I feel like there’s been a trend of “smart” books in YA, of books that really delve into the science behind certain phenomena. Some I’ve read I really love; others, it doesn’t quite fit. The Theory of Everything is one that definitely fits into one I absolutely LOVED.
One of my main notes I wrote down was: Chaotic. There is a certain amount of chaos that permeates this entire book, and sometimes it was a little odd or hard to track; but at the same time, it really works and reflects the content well. This is about String Theory and parallel worlds and traveling across time and dimensions – I’d be a little more worried if it were straightforward and clear! Still I should warn that there are some moments where I definitely had to re-read a few paragraphs to reorient myself to what was going on. It was mostly when Sophie was shifting into another world, but a few other times as well.
The entire plot of this novel was so funny and creative, I couldn’t help but fall in love with it. I mean, how could you not want to visit a panda-verse and have a panda shaman?! I want a panda guide! Even if he was so frustrating with his riddles and letting her figure things out for herself (guides, man – so unhelpful until you realize how helpful they are). All the dimensions Sophie finds herself in are so much fun, and I love that they’re unique and adventuresome without being terrifying or too old for the novel. It creates this awesome playful vibe as you read, and I loved being in it. Even though at it’s core it’s about her missing father and her search for his love, there’s still a nice happiness and anticipation that moves through all the words.
A lot of that is probably thanks to Finny, Sophie’s new physics-obsessed friend. I LOVE FINNY. Oh my goodness. I have never wanted to snatch a friend out of a novel so badly and keep him as my own. He’s such a loyal, brilliantly funny friend, and he is perfect for Sophie. If I could hug him forever, I would.

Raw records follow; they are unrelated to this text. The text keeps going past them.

use std::sync::{Arc, Mutex};

use mtapi::{ActionAttributes, Affinity, NodeAttributes, QueueAttributes, Runtime, TaskAttributes};

/// An ordered queue starts its tasks in submission order even though the
/// worker pool would otherwise run them in whatever order they're picked up
/// (§4.6: "ordering guarantee is about start order, not completion order").
#[test]
fn ordered_queue_starts_tasks_in_submission_order() {
    let rt = Runtime::new(NodeAttributes::default().num_workers(4)).unwrap();
    let log: Arc<Mutex<Vec<i32>>> = Arc::new(Mutex::new(Vec::new()));

    let log_for_action = Arc::clone(&log);
    rt.create_action(
        11,
        move |_ctx, args, _result| {
            let n = i32::from_le_bytes(args.try_into().unwrap());
            log_for_action.lock().unwrap().push(n);
            Ok(())
        },
        ActionAttributes::new(rt.num_workers()),
    )
    .unwrap();

    let queue = rt
        .create_queue(11, QueueAttributes::new(0), Affinity::all(rt.num_workers()))
        .unwrap();

    let inputs: Vec<[u8; 4]> = (1..=5i32).map(i32::to_le_bytes).collect();
    let mut tasks = Vec::new();
    for input in &inputs {
        tasks.push(
            rt.start_task(11, input, &mut [], TaskAttributes::default(), None, Some(queue))
                .unwrap(),
        );
    }
    for task in tasks {
        rt.wait_task(task, None).unwrap();
    }

    assert_eq!(*log.lock().unwrap(), vec![1, 2, 3, 4, 5]);
}
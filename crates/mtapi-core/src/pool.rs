//! Fixed-capacity slab pool with generational handles.
//!
//! Two pieces, grounded directly in the reference C runtime this pool
//! design was distilled from:
//!
//! - [`IdPool`]: a lock-protected ring buffer of free slot ids, `1..=capacity`
//!   with `0` reserved as the permanently-invalid id. `allocate` pops the
//!   next free id under the lock; `deallocate` pushes an id back. The ring
//!   (rather than a stack) is deliberate — it spreads reuse across the whole
//!   id space instead of always handing back the most-recently-freed slot.
//! - [`Pool<T>`]: wraps an `IdPool` with parallel storage. `allocate`
//!   stamps the returned handle's `tag` from the slot's current generation;
//!   `deallocate` clears the slot and bumps its generation so any handle
//!   still pointing at it fails [`Pool::is_valid`] forever after.

use crate::handle::Handle;
use crate::spinlock::SpinLock;
use std::sync::atomic::{AtomicU32, Ordering};

const INVALID_ID: u32 = 0;

struct IdPoolInner {
    buffer: Vec<u32>,
    capacity: u32,
    get_pos: u32,
    put_pos: u32,
    available: u32,
}

/// A lock-protected ring buffer of free ids in `1..=capacity`.
pub struct IdPool {
    inner: SpinLock<IdPoolInner>,
}

impl IdPool {
    pub fn new(capacity: u32) -> Self {
        let mut buffer = vec![0u32; capacity as usize + 1];
        buffer[0] = INVALID_ID;
        for (i, slot) in buffer.iter_mut().enumerate().skip(1) {
            *slot = i as u32;
        }
        IdPool {
            inner: SpinLock::new(IdPoolInner {
                buffer,
                capacity,
                get_pos: 1,
                put_pos: 0,
                available: capacity,
            }),
        }
    }

    pub fn capacity(&self) -> u32 {
        self.inner.lock().capacity
    }

    pub fn available(&self) -> u32 {
        self.inner.lock().available
    }

    /// Pop a free id, or `INVALID_ID` if the pool is exhausted.
    pub fn allocate(&self) -> u32 {
        let mut inner = self.inner.lock();
        if inner.available == 0 {
            return INVALID_ID;
        }
        inner.available -= 1;

        let pos = inner.get_pos;
        inner.get_pos += 1;
        if inner.get_pos > inner.capacity {
            inner.get_pos = 0;
        }

        let id = inner.buffer[pos as usize];
        inner.buffer[pos as usize] = INVALID_ID;
        id
    }

    /// Return `id` to the pool.
    pub fn deallocate(&self, id: u32) {
        let mut inner = self.inner.lock();
        if inner.available >= inner.capacity {
            return;
        }
        let pos = inner.put_pos;
        inner.put_pos += 1;
        if inner.put_pos > inner.capacity {
            inner.put_pos = 0;
        }
        inner.buffer[pos as usize] = id;
        inner.available += 1;
    }
}

struct Slot<T> {
    tag: AtomicU32,
    value: SpinLock<Option<T>>,
}

/// A fixed-capacity pool of `T`, addressed by generational [`Handle<T>`].
pub struct Pool<T> {
    id_pool: IdPool,
    slots: Vec<Slot<T>>,
}

impl<T> Pool<T> {
    pub fn new(capacity: u32) -> Self {
        let mut slots = Vec::with_capacity(capacity as usize);
        slots.resize_with(capacity as usize, || Slot {
            tag: AtomicU32::new(0),
            value: SpinLock::new(None),
        });
        Pool {
            id_pool: IdPool::new(capacity),
            slots,
        }
    }

    pub fn capacity(&self) -> u32 {
        self.slots.len() as u32
    }

    pub fn allocated_count(&self) -> u32 {
        self.capacity() - self.id_pool.available()
    }

    /// Allocate a slot and initialize it via `make`, which receives the
    /// handle the slot was just stamped with (so `T` can keep a copy of its
    /// own handle, the way task/action records do for self-reference).
    /// Returns `None` if the pool is exhausted.
    pub fn allocate_with(&self, make: impl FnOnce(Handle<T>) -> T) -> Option<Handle<T>> {
        let id = self.id_pool.allocate();
        if id == INVALID_ID {
            return None;
        }
        let idx = (id - 1) as usize;
        let tag = self.slots[idx].tag.load(Ordering::Acquire);
        let handle = Handle::new(id, tag);
        *self.slots[idx].value.lock() = Some(make(handle));
        Some(handle)
    }

    /// Free the slot named by `handle`, bumping its generation tag so any
    /// other copy of this handle becomes invalid. Returns the stored value,
    /// or `None` if the handle was already stale.
    pub fn deallocate(&self, handle: Handle<T>) -> Option<T> {
        if !self.is_valid(handle) {
            return None;
        }
        let idx = (handle.id - 1) as usize;
        let value = self.slots[idx].value.lock().take();
        self.slots[idx].tag.fetch_add(1, Ordering::AcqRel);
        self.id_pool.deallocate(handle.id);
        value
    }

    pub fn is_valid(&self, handle: Handle<T>) -> bool {
        if handle.id == INVALID_ID || handle.id > self.capacity() {
            return false;
        }
        let idx = (handle.id - 1) as usize;
        self.slots[idx].tag.load(Ordering::Acquire) == handle.tag
    }

    pub fn with<R>(&self, handle: Handle<T>, f: impl FnOnce(&T) -> R) -> Option<R> {
        if !self.is_valid(handle) {
            return None;
        }
        let idx = (handle.id - 1) as usize;
        let guard = self.slots[idx].value.lock();
        guard.as_ref().map(f)
    }

    pub fn with_mut<R>(&self, handle: Handle<T>, f: impl FnOnce(&mut T) -> R) -> Option<R> {
        if !self.is_valid(handle) {
            return None;
        }
        let idx = (handle.id - 1) as usize;
        let mut guard = self.slots[idx].value.lock();
        guard.as_mut().map(f)
    }
}

#[cfg(test)]
mod tests {
    use super::*;

    #[test]
    fn id_pool_allocates_all_then_exhausts() {
        let pool = IdPool::new(4);
        let mut seen = vec![];
        for _ in 0..4 {
            let id = pool.allocate();
            assert_ne!(id, INVALID_ID);
            seen.push(id);
        }
        assert_eq!(pool.allocate(), INVALID_ID);
        seen.sort();
        assert_eq!(seen, vec![1, 2, 3, 4]);
    }

    #[test]
    fn id_pool_reuses_after_deallocate() {
        let pool = IdPool::new(2);
        let a = pool.allocate();
        let _b = pool.allocate();
        assert_eq!(pool.allocate(), INVALID_ID);
        pool.deallocate(a);
        let c = pool.allocate();
        assert_eq!(c, a);
    }

    struct Widget(u32);

    #[test]
    fn pool_allocate_and_access() {
        let pool: Pool<Widget> = Pool::new(8);
        let h = pool.allocate_with(|_h| Widget(42)).unwrap();
        assert!(pool.is_valid(h));
        let v = pool.with(h, |w| w.0).unwrap();
        assert_eq!(v, 42);
    }

    #[test]
    fn handle_invalid_after_deallocate_and_reuse() {
        let pool: Pool<Widget> = Pool::new(1);
        let h1 = pool.allocate_with(|_| Widget(1)).unwrap();
        pool.deallocate(h1);
        assert!(!pool.is_valid(h1));

        let h2 = pool.allocate_with(|_| Widget(2)).unwrap();
        assert_eq!(h2.id, h1.id);
        assert_ne!(h2.tag, h1.tag);
        assert!(!pool.is_valid(h1));
        assert!(pool.is_valid(h2));
    }

    #[test]
    fn pool_exhaustion_returns_none() {
        let pool: Pool<Widget> = Pool::new(1);
        let _h = pool.allocate_with(|_| Widget(0)).unwrap();
        assert!(pool.allocate_with(|_| Widget(1)).is_none());
    }

    #[test]
    fn concurrent_allocate_yields_unique_handles() {
        use std::collections::HashSet;
        use std::sync::Arc;
        use std::thread;

        let pool: Arc<Pool<Widget>> = Arc::new(Pool::new(256));
        let mut handles = vec![];
        for t in 0..8u32 {
            let pool = Arc::clone(&pool);
            handles.push(thread::spawn(move || {
                let mut got = vec![];
                for i in 0..32 {
                    if let Some(h) = pool.allocate_with(|_| Widget(t * 100 + i)) {
                        got.push(h);
                    }
                }
                got
            }));
        }
        let mut all_ids = HashSet::new();
        for h in handles {
            for handle in h.join().unwrap() {
                assert!(all_ids.insert(handle.id), "duplicate id allocated");
            }
        }
        assert_eq!(all_ids.len(), 256);
    }
}
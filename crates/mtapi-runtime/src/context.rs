//! Task execution context.
//!
//! The object an action body receives when invoked. It exposes exactly the
//! slice of task state an action is allowed to touch: whether it should
//! cooperatively cancel, its instance numbering within a multi-instance
//! task, and which worker it is running on. Actions must poll
//! [`TaskContext::should_cancel`] at reasonable intervals themselves —
//! cancellation here is cooperative, never preemptive (§5).

use mtapi_core::{MtapiError, TaskState};
use std::sync::Arc;

use crate::task::Task;

pub struct TaskContext {
    task: Arc<TaskInner>,
}

/// Data a `TaskContext` needs that isn't already reachable through the
/// pooled `Task` itself (the worker number running this instance, and the
/// instance index assigned to this particular invocation).
pub(crate) struct TaskInner {
    pub task: *const Task,
    pub worker_number: u32,
    pub instance_number: u32,
    pub num_instances: u32,
}
unsafe impl Send for TaskInner {}
unsafe impl Sync for TaskInner {}

impl TaskContext {
    pub(crate) fn new(
        task: *const Task,
        worker_number: u32,
        instance_number: u32,
        num_instances: u32,
    ) -> Self {
        TaskContext {
            task: Arc::new(TaskInner {
                task,
                worker_number,
                instance_number,
                num_instances,
            }),
        }
    }

    fn task(&self) -> &Task {
        // Safety: the worker that constructs a `TaskContext` holds the only
        // live reference to the underlying `Task` for the duration of the
        // action call (§5's single-writer-while-RUNNING invariant).
        unsafe { &*self.task.task }
    }

    /// Whether the task has been asked to cancel. Action bodies should
    /// check this periodically in long-running loops.
    pub fn should_cancel(&self) -> bool {
        self.task().cancel.is_cancelled()
    }

    pub fn current_worker_number(&self) -> u32 {
        self.task.worker_number
    }

    pub fn instance_number(&self) -> u32 {
        self.task.instance_number
    }

    pub fn num_instances(&self) -> u32 {
        self.task.num_instances
    }

    /// The task's current state, as last observed by the scheduler. An
    /// action body sees `RUNNING` for its own task while it is executing.
    pub fn task_state(&self) -> TaskState {
        self.task().state.load()
    }

    /// Record a non-success status for this task's eventual outcome. Only
    /// meaningful if called before the action returns; the scheduler reads
    /// it back when it finalizes the task (§4.4's error-propagation path).
    pub fn set_status(&self, err: MtapiError) {
        self.task().report_error(err);
    }

    /// The node this task is running on, for an action body that needs to
    /// call back into the core (§5: `StartTask`/`Wait`/`YieldToScheduler`
    /// are the sanctioned blocking operations from inside an action).
    /// Recursive spawning is the motivating case.
    pub fn node(&self) -> Option<Arc<crate::node::Node>> {
        crate::node::Node::current()
    }
}

#[cfg(test)]
mod tests {
    use super::*;
    use crate::job::JobHandle;
    use crate::task::TaskAttributes;
    use mtapi_core::{Handle, TaskState};

    #[test]
    fn should_cancel_reflects_task_flag() {
        let task = Task::new(
            Handle::new(1, 0),
            JobHandle { job_id: 1, domain_id: 0 },
            std::ptr::null(),
            0,
            std::ptr::null_mut(),
            0,
            TaskAttributes::default(),
            None,
            None,
        );
        let ctx = TaskContext::new(&task as *const Task, 0, 0, 1);
        assert!(!ctx.should_cancel());
        task.cancel.cancel();
        assert!(ctx.should_cancel());
    }

    #[test]
    fn instance_numbering_is_exposed() {
        let task = Task::new(
            Handle::new(2, 0),
            JobHandle { job_id: 1, domain_id: 0 },
            std::ptr::null(),
            0,
            std::ptr::null_mut(),
            0,
            TaskAttributes::default(),
            None,
            None,
        );
        let ctx = TaskContext::new(&task as *const Task, 3, 2, 5);
        assert_eq!(ctx.current_worker_number(), 3);
        assert_eq!(ctx.instance_number(), 2);
        assert_eq!(ctx.num_instances(), 5);
    }

    #[test]
    fn task_state_reflects_transitions() {
        let task = Task::new(
            Handle::new(3, 0),
            JobHandle { job_id: 1, domain_id: 0 },
            std::ptr::null(),
            0,
            std::ptr::null_mut(),
            0,
            TaskAttributes::default(),
            None,
            None,
        );
        let ctx = TaskContext::new(&task as *const Task, 0, 0, 1);
        assert_eq!(ctx.task_state(), TaskState::Created);
        task.state.store(TaskState::Running);
        assert_eq!(ctx.task_state(), TaskState::Running);
    }
}
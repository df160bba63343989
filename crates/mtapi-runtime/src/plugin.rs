//! Plugin hook contracts.
//!
//! An action can be backed either by an ordinary in-process function or by
//! an externally-provided plugin (network transport, accelerator dispatch,
//! ...). The plugin is handed a [`CoreCallback`] — a narrow, object-safe
//! slice of the node's API — so it can eventually call back into the core
//! to move its task to `RUNNING` and then to a terminal state, without this
//! crate depending on the concrete `Node` type (which in turn depends on
//! actions). The actual transports are out of scope here; only the
//! contract is.

use crate::error::TaskOutcome;
use crate::TaskHandle;

/// The minimal surface a plugin needs to drive a task's lifecycle from the
/// outside. `Node` implements this.
pub trait CoreCallback: Send + Sync {
    /// Attempt the `SCHEDULED -> RUNNING` transition for `task`. Returns
    /// `false` if the task was already cancelled or otherwise not eligible.
    fn mark_running(&self, task: TaskHandle) -> bool;

    /// Transition `task` to a terminal state and run the usual completion
    /// bookkeeping (group/queue notification, action/queue counters,
    /// complete-callback, waiter wakeup).
    fn complete(&self, task: TaskHandle, outcome: TaskOutcome);
}

/// A plugin-backed action. `start` is invoked by the scheduler instead of
/// an ordinary action function; `cancel` is invoked by `CancelTask`;
/// `finalize` runs once when the action is deleted.
pub trait PluginAction: Send + Sync {
    fn start(&self, task: TaskHandle, core: &dyn CoreCallback);
    fn cancel(&self, task: TaskHandle);
    fn finalize(&self) {}
}
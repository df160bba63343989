//! # mtapi-core
//!
//! Platform-agnostic core types for the multicore task runtime: generational
//! handles and the pool that hands them out, worker affinity masks, the task
//! state machine, cooperative cancellation, status codes, environment-driven
//! configuration helpers, and the logging macros everything else in the
//! workspace logs through.
//!
//! All OS-thread-specific machinery (worker pool, run queues, scheduler) lives
//! in `mtapi-runtime`, which depends on this crate.
//!
//! ## Modules
//!
//! - `handle` - generational `Handle<T>`
//! - `pool` - id pool (ring buffer) + generic slab `Pool<T>`
//! - `affinity` - worker affinity bitmask
//! - `state` - task state machine
//! - `cancel` - cooperative cancellation flag
//! - `error` - status codes (`MtapiError`)
//! - `spinlock` - internal spinlock primitive
//! - `log` - kernel-style debug logging macros
//! - `env` - environment variable utilities

pub mod affinity;
pub mod cancel;
pub mod env;
pub mod error;
pub mod handle;
pub mod log;
pub mod pool;
pub mod spinlock;
pub mod state;

pub use affinity::Affinity;
pub use cancel::CancelFlag;
pub use env::{env_get, env_get_bool, env_get_opt, env_get_str, env_is_set};
pub use error::{fatal_invariant, MtapiError, MtapiResult};
pub use handle::Handle;
pub use pool::{IdPool, Pool};
pub use spinlock::SpinLock;
pub use state::{AtomicTaskState, TaskState};

/// Compile-time and process-wide constants.
pub mod constants {
    /// Cache line size used for alignment of hot atomics.
    pub const CACHE_LINE_SIZE: usize = 64;
    /// Maximum number of worker threads a node can be configured with.
    pub const MAX_WORKERS: usize = 64;
}
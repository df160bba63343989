//! Task state machine.
//!
//! `CREATED → SCHEDULED → RUNNING → {COMPLETED, CANCELLED, ERROR}`, with
//! `RETAINED` as the adjunct state for queue-backlogged tasks and `DELETED`
//! once a terminal task's slot has actually been freed.

use std::sync::atomic::{AtomicU8, Ordering};

#[repr(u8)]
#[derive(Debug, Clone, Copy, PartialEq, Eq)]
pub enum TaskState {
    Created = 0,
    Scheduled = 1,
    Running = 2,
    Retained = 3,
    Completed = 4,
    Cancelled = 5,
    Error = 6,
    Deleted = 7,
}

impl TaskState {
    pub fn from_u8(v: u8) -> Self {
        match v {
            0 => TaskState::Created,
            1 => TaskState::Scheduled,
            2 => TaskState::Running,
            3 => TaskState::Retained,
            4 => TaskState::Completed,
            5 => TaskState::Cancelled,
            6 => TaskState::Error,
            _ => TaskState::Deleted,
        }
    }

    pub fn is_terminal(&self) -> bool {
        matches!(
            self,
            TaskState::Completed | TaskState::Cancelled | TaskState::Error | TaskState::Deleted
        )
    }
}

/// An atomic `TaskState` cell with a CAS helper for the one transition the
/// scheduler actually contends on: `SCHEDULED -> RUNNING`, where exactly one
/// worker must win.
pub struct AtomicTaskState(AtomicU8);

impl AtomicTaskState {
    pub fn new(state: TaskState) -> Self {
        AtomicTaskState(AtomicU8::new(state as u8))
    }

    pub fn load(&self) -> TaskState {
        TaskState::from_u8(self.0.load(Ordering::Acquire))
    }

    pub fn store(&self, state: TaskState) {
        self.0.store(state as u8, Ordering::Release);
    }

    /// Attempt to move from `from` to `to`; returns whether this call won.
    pub fn try_transition(&self, from: TaskState, to: TaskState) -> bool {
        self.0
            .compare_exchange(from as u8, to as u8, Ordering::AcqRel, Ordering::Acquire)
            .is_ok()
    }
}
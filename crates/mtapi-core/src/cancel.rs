//! Cooperative cancellation flag.
//!
//! `Cancel(task)` and queue `Disable` only ever flip a bit; they never
//! interrupt a running action. The action body is expected to poll
//! `TaskContext::should_cancel()` (see the facade crate) at points where
//! bailing out early is safe.

use std::sync::atomic::{AtomicBool, Ordering};

/// A single cancellation bit, embedded directly in a task's storage slot
/// rather than heap-allocated — there is exactly one flag per task and it
/// never outlives the task, so an `Arc<AtomicBool>` would be pure overhead.
#[derive(Debug, Default)]
pub struct CancelFlag(AtomicBool);

impl CancelFlag {
    pub const fn new() -> Self {
        CancelFlag(AtomicBool::new(false))
    }

    pub fn cancel(&self) {
        self.0.store(true, Ordering::Release);
    }

    pub fn is_cancelled(&self) -> bool {
        self.0.load(Ordering::Acquire)
    }

    pub fn reset(&self) {
        self.0.store(false, Ordering::Release);
    }
}

#[cfg(test)]
mod tests {
    use super::*;

    #[test]
    fn starts_uncancelled() {
        let f = CancelFlag::new();
        assert!(!f.is_cancelled());
    }

    #[test]
    fn cancel_is_observed() {
        let f = CancelFlag::new();
        f.cancel();
        assert!(f.is_cancelled());
    }

    #[test]
    fn reset_clears() {
        let f = CancelFlag::new();
        f.cancel();
        f.reset();
        assert!(!f.is_cancelled());
    }
}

One of the only things I had to keep doing was remind myself Sophie is only 14. I can’t figure out if I thought some of the things she was going through were a bit older, or if I thought she should be older to fully understand some of the things going on—but I definitely had to take a few steps back and say “she’s 14. She’ll get there.” It was most obvious when she was just getting to know Drew, since it’s her first real crush and possible-relationship. It was like she was just discovering what it meant to be the object of someone’s affection, and somehow it seemed a bit odd fitting into this whole story about love and how love is possible and cures all.
Can I just say though, there was a quote that I Instagram’d from this book because I LOVE IT SO MUCH:
There were so many things I loved about this book. The weird family and how they fit together even when they were kind of breaking apart. All the lists that Sophie made to get through situations. Even how we kind of know what may happen in the end was satisfying, and I wouldn’t want it to work any other way.
The Theory of Everything has a little of everything in it for everyone: friendship, romance, family, and the overarching lessons of love and how it can literally push things beyond what we know. You’ll love the people you meet, the places you go, the musical numbers that surprise you, and the panda that guides you.